▸ Task description:
Within the entries below, find every line that has the string "push", then copy it.

▸ Excerpted data:
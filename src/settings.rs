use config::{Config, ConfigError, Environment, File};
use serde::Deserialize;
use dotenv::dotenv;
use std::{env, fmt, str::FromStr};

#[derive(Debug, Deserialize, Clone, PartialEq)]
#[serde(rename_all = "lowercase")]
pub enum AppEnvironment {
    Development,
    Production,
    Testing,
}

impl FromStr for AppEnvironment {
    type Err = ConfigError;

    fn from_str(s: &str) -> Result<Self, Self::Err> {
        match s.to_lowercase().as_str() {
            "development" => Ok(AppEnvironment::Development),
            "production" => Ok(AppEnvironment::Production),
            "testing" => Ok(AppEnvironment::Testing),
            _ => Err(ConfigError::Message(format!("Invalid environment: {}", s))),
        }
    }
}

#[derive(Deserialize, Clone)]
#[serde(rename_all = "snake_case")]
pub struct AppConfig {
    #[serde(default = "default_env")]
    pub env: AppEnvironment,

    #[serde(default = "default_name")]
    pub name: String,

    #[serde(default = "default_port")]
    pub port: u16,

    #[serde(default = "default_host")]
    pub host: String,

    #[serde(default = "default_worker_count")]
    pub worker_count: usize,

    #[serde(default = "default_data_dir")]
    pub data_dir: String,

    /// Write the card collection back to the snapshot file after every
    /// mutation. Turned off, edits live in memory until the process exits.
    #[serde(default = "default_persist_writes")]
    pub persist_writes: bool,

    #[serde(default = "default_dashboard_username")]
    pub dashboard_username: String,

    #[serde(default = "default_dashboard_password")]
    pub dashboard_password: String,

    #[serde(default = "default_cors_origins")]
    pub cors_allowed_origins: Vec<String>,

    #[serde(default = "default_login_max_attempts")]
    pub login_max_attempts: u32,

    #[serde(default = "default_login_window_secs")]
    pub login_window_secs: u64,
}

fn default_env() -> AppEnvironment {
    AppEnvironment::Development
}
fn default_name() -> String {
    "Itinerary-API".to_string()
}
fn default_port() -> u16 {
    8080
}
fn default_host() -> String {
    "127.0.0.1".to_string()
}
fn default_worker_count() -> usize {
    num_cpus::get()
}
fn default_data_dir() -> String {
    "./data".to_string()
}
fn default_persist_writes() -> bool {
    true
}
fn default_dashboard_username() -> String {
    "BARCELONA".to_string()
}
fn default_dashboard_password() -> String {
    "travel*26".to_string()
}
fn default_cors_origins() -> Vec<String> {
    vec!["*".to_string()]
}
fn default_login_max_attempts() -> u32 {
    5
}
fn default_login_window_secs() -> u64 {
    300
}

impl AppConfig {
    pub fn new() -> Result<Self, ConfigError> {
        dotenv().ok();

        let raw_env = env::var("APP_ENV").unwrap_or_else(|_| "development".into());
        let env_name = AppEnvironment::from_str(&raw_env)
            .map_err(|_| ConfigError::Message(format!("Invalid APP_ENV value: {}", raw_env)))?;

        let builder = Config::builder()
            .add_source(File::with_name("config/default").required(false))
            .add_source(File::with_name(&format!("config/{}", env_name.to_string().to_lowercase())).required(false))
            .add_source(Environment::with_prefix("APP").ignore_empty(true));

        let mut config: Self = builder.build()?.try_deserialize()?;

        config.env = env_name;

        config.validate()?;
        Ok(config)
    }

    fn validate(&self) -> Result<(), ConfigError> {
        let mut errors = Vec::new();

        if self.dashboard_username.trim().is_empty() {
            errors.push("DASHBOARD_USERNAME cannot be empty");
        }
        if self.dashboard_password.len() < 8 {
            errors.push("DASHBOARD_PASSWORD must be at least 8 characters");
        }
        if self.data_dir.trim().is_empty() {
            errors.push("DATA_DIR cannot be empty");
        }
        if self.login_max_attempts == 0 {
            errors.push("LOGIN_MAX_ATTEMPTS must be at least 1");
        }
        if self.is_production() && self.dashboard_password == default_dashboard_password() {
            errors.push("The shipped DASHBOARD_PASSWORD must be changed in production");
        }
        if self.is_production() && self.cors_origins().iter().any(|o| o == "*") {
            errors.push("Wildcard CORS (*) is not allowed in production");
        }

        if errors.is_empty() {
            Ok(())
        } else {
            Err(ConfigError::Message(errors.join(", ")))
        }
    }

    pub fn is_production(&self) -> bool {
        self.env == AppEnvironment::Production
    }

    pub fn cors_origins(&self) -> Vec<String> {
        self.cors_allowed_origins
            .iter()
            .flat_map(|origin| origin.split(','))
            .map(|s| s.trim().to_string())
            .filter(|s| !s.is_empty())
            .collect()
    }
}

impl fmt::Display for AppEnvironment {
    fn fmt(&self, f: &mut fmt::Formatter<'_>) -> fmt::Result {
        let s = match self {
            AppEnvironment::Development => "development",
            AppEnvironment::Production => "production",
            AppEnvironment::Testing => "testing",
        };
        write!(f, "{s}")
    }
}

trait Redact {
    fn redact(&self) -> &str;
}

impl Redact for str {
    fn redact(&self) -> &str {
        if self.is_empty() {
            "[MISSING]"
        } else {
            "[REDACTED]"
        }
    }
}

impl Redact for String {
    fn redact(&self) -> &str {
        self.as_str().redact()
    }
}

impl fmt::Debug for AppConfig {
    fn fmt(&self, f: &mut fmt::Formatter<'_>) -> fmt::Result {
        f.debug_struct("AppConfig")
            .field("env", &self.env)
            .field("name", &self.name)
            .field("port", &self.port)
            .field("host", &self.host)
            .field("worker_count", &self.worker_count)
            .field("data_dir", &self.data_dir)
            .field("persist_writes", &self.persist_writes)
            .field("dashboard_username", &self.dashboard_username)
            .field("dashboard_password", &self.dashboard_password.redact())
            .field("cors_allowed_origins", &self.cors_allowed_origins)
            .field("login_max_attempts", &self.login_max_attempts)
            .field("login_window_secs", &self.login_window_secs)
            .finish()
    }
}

▸ Worked solution:
            errors.push("DASHBOARD_USERNAME cannot be empty");
            errors.push("DASHBOARD_PASSWORD must be at least 8 characters");
            errors.push("DATA_DIR cannot be empty");
            errors.push("LOGIN_MAX_ATTEMPTS must be at least 1");
            errors.push("The shipped DASHBOARD_PASSWORD must be changed in production");
            errors.push("Wildcard CORS (*) is not allowed in production");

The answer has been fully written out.